Das Problem mit dem Positiven. Wie fühlt man sich wohl?


Für mich ist es nicht leicht, positiv zu denken oder zu fühlen. Fast jeder kennt das, wenn es einem gut geht, dann ist es leichter, etwas Positives zu sehen. Der Regen ist gut für die Blumen und nicht einfach nur durchnässend. Grau ist nicht bedrückend, sondern macht Lust auf einen gemütlichen Tag Daheim. Geht es einem gut, kann man mit bestimmten Dingen, besser umgehen, der Blutdruck steigt nicht direkt in die Höhe, es fällt leichter freundlich zu bleiben und auch die andere Seite bei einer Diskussion zu sehen.
Geht es einem nicht gut, steckt man in einer schwierigen Phase, hat Sorgen, Geldprobleme, dann ist es verdammt schwer, etwas Positives wahrzunehmen. Wenn dein Dach heile ist, kann der Regen eine beruhigende Wirkung haben. Ist dein Dach kaputt und es regnet dir auf den Kopf, verliert der Regen seine beruhigende Wirkung.
Die Herausforderung besteht für mich darin, in “Kaputten-Dach-Zeiten“ nicht in Gefühlen von Wut, Traurigkeit und Hilflosigkeit zu ertrinken.
Sich wohlfühlen, Positives sehen, Glücklichsein, das sind für mich essenzielle Dinge. Ich beschäftige mich damit, um zu leben. Das ist kein Modetrend, den ich mal ausprobieren möchte, es ist eine tiefe Überzeugung. Mit 18 Jahren stand ich mit einer Rasierklinge im Bad. Die Gedanken an die Menschen, die mich brauchen, wirkte nicht mehr, er hielt mich nicht zurück.
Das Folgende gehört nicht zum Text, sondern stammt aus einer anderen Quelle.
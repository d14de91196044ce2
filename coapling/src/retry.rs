use core::ops::RangeInclusive;

use embedded_time::duration::Milliseconds;
use rand::Rng;

use crate::time::Millis;

/// A number of attempts
#[derive(Debug, Default, Clone, Copy, PartialEq, Eq, PartialOrd, Ord, Hash)]
pub struct Attempts(pub u16);

/// Strategy to employ when retransmitting
#[derive(Debug, Clone, Copy, PartialEq, Eq)]
pub enum Strategy {
  /// Generate a random delay between `min` and `max`,
  /// and wait until this delay has passed between attempts.
  ///
  /// After each failed attempt, double the delay before retrying again.
  Exponential {
    /// Minimum (inclusive) delay for second attempt
    init_min: Milliseconds<u64>,
    /// Maximum (inclusive) delay for second attempt
    init_max: Milliseconds<u64>,
  },
  /// Generate a random delay between `min` and `max`,
  /// and wait until this delay has passed between attempts.
  Delay {
    /// Minimum (inclusive) delay for attempts
    min: Milliseconds<u64>,
    /// Maximum (inclusive) delay for attempts
    max: Milliseconds<u64>,
  },
}

impl Strategy {
  /// Are min & max delays the same? if so, we should probably skip the random number generation.
  pub fn has_jitter(&self) -> bool {
    let rng = self.range();
    rng.start() != rng.end()
  }

  /// Get the min & max durations as an inclusive range
  pub fn range(&self) -> RangeInclusive<u64> {
    match self {
      | &Self::Delay { min: Milliseconds(min),
                       max: Milliseconds(max), } => (min..=max),

      | &Self::Exponential { init_min: Milliseconds(min),
                             init_max: Milliseconds(max), } => (min..=max),
    }
  }

  /// Get the amount of time this strategy will wait in total
  /// if every one of `max_attempts` goes unanswered
  pub fn max_time(&self, max_attempts: Attempts) -> Millis {
    let max = *self.range().end();
    Milliseconds((1..=max_attempts.0).map(|attempt| self.gap(max, attempt))
                                     .sum())
  }

  /// Delay between attempt number `attempt` and the next one
  /// when the initial delay is `init`
  const fn gap(&self, init: u64, attempt: u16) -> u64 {
    // | attempt | delay after it |
    // | 1       | init           |
    // | 2       | init * 2       |
    // | 3       | init * 4       |
    // | n       | init * 2^(n-1) |
    match self {
      | Self::Delay { .. } => init,
      | Self::Exponential { .. } => init * 2u64.pow(attempt.saturating_sub(1) as u32),
    }
  }
}

/// Retransmission state living alongside one confirmable message.
///
/// It does not own a timer; the runtime schedules a wakeup with
/// [`Backoff::delay`] after each transmission and asks
/// [`Backoff::next_attempt`] when it fires.
///
/// ```
/// use coapling::retry::{Attempts, Backoff, Strategy};
/// use embedded_time::duration::Milliseconds;
/// use rand::SeedableRng;
///
/// let mut rng = rand_chacha::ChaCha8Rng::seed_from_u64(0);
/// let strategy = Strategy::Exponential { init_min: Milliseconds(100),
///                                        init_max: Milliseconds(100) };
/// let mut backoff = Backoff::new(strategy, Attempts(3), &mut rng);
///
/// assert_eq!(backoff.delay(), Milliseconds(100u64));
/// assert_eq!(backoff.next_attempt(), Some(Milliseconds(200u64)));
/// assert_eq!(backoff.next_attempt(), Some(Milliseconds(400u64)));
/// assert_eq!(backoff.next_attempt(), None);
/// ```
#[derive(Debug, Clone, Copy, PartialEq, Eq)]
pub struct Backoff {
  strategy: Strategy,
  init: u64,
  attempts: Attempts,
  max_attempts: Attempts,
}

impl Default for Backoff {
  fn default() -> Self {
    Self { strategy: Strategy::Delay { min: Milliseconds(0),
                                       max: Milliseconds(0) },
           init: 0,
           attempts: Attempts(1),
           max_attempts: Attempts(1) }
  }
}

impl Backoff {
  /// Start backing off after the first transmission,
  /// drawing the initial delay from `rng` when the strategy has jitter
  pub fn new<R: Rng>(strategy: Strategy, max_attempts: Attempts, rng: &mut R) -> Self {
    Self { strategy,
           init: if strategy.has_jitter() {
             rng.gen_range(strategy.range())
           } else {
             *strategy.range().start()
           },
           attempts: Attempts(1),
           max_attempts }
  }

  /// Transmissions so far
  pub fn attempts(&self) -> Attempts {
    self.attempts
  }

  /// How long to wait for an answer to the latest transmission
  pub fn delay(&self) -> Millis {
    Milliseconds(self.strategy.gap(self.init, self.attempts.0))
  }

  /// The wait after the latest transmission ran out.
  ///
  /// Returns the delay to wait after transmitting again, or `None` when
  /// every attempt has been used up and the message should be given up on.
  pub fn next_attempt(&mut self) -> Option<Millis> {
    if self.attempts >= self.max_attempts {
      None
    } else {
      self.attempts.0 += 1;
      Some(self.delay())
    }
  }
}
Plötzlich war da dieser Gedanke, diese Stimme, die mir sagte: „Da muss es noch mehr geben. Da draußen muss es noch mehr geben!“
Plötzlich war Stille in mir. Ich fühlte und dachte nichts mehr, bis auf einen Gedanken, “Ja, da muss es noch mehr geben.“
Ich würde zu gern behaupten, dass ich seit diesem Zeitpunkt glücklich bin und mein Leben ein tägliches Hüpfen über Blumenwiesen ist. Leider kann ich die Geschichte so nicht weiterführen, doch schauen mir uns erst das “Mehr“ an.

Was bedeutet “Da draußen muss es noch mehr geben!“? Für mich bedeutete der Satz, dass es noch mehr außer Streit, Schmerz, Verletzungen, Wut, Aggressionen, Verluste, Hilflosigkeit und Einsamkeit geben muss, mehr Positives. Da draußen muss es doch auch Harmonie, Freude, Glück, Sanftheit, Zuneigung, Vertrauen, Zuversicht und Geborgenheit geben.
Das gibt es dort Draußen, bringt nur leider nichts, wenn du es im Inneren nicht fühlen, nicht annehmen kannst. Das Annehmen fällt schwer, wenn du es nicht gelernt hast und wenn schlimme Dinge geschehen.

Die Blümchenwiese wurde immer wieder zu seinem Sumpf aus grauem Matsch aus Verlusten, Angst, Traurigkeit, Depressionen, Hilflosigkeit, Hoffnungslosigkeit. Deswegen beschäftige ich mich mit dem positiven Denke, der Positiven-Wahrnehmung, dem Wohlbefinden, dem Glücklichsein, der Freude, weil diese Dinge für mich keine Selbstverständlichkeit sind.

Der Sommer riecht ganz anders als der Frühling. Der Winter klingt anders als der Herbst. Der warme Frühlingswind streicht über die Wange, gleich einem zarten Kuss der Freundschaft. Eine Umarmung kann mehr sagen als tausend Worte. Die Frau an der Ampel strahlte aus tiefstem Herzen, sie freute sich, war glücklich und plötzlich schlich sich ein Lächeln auf mein Gesicht, obwohl ich den Kopf voller Sorgen hatte. Ein freundliches Wort. Ein köstliches Essen. Ein schlechter Witz. Toller Sex. Das Rauschen der Blätter im Wind. Das Lächeln eines Kindes. Das Miauen einer Katze. Es gibt wundervolle Dinge auf der Welt, in unseren Leben.

Die Herausforderung ist, diese wundervollen Dinge zu sehen, zu spüren und zu denken.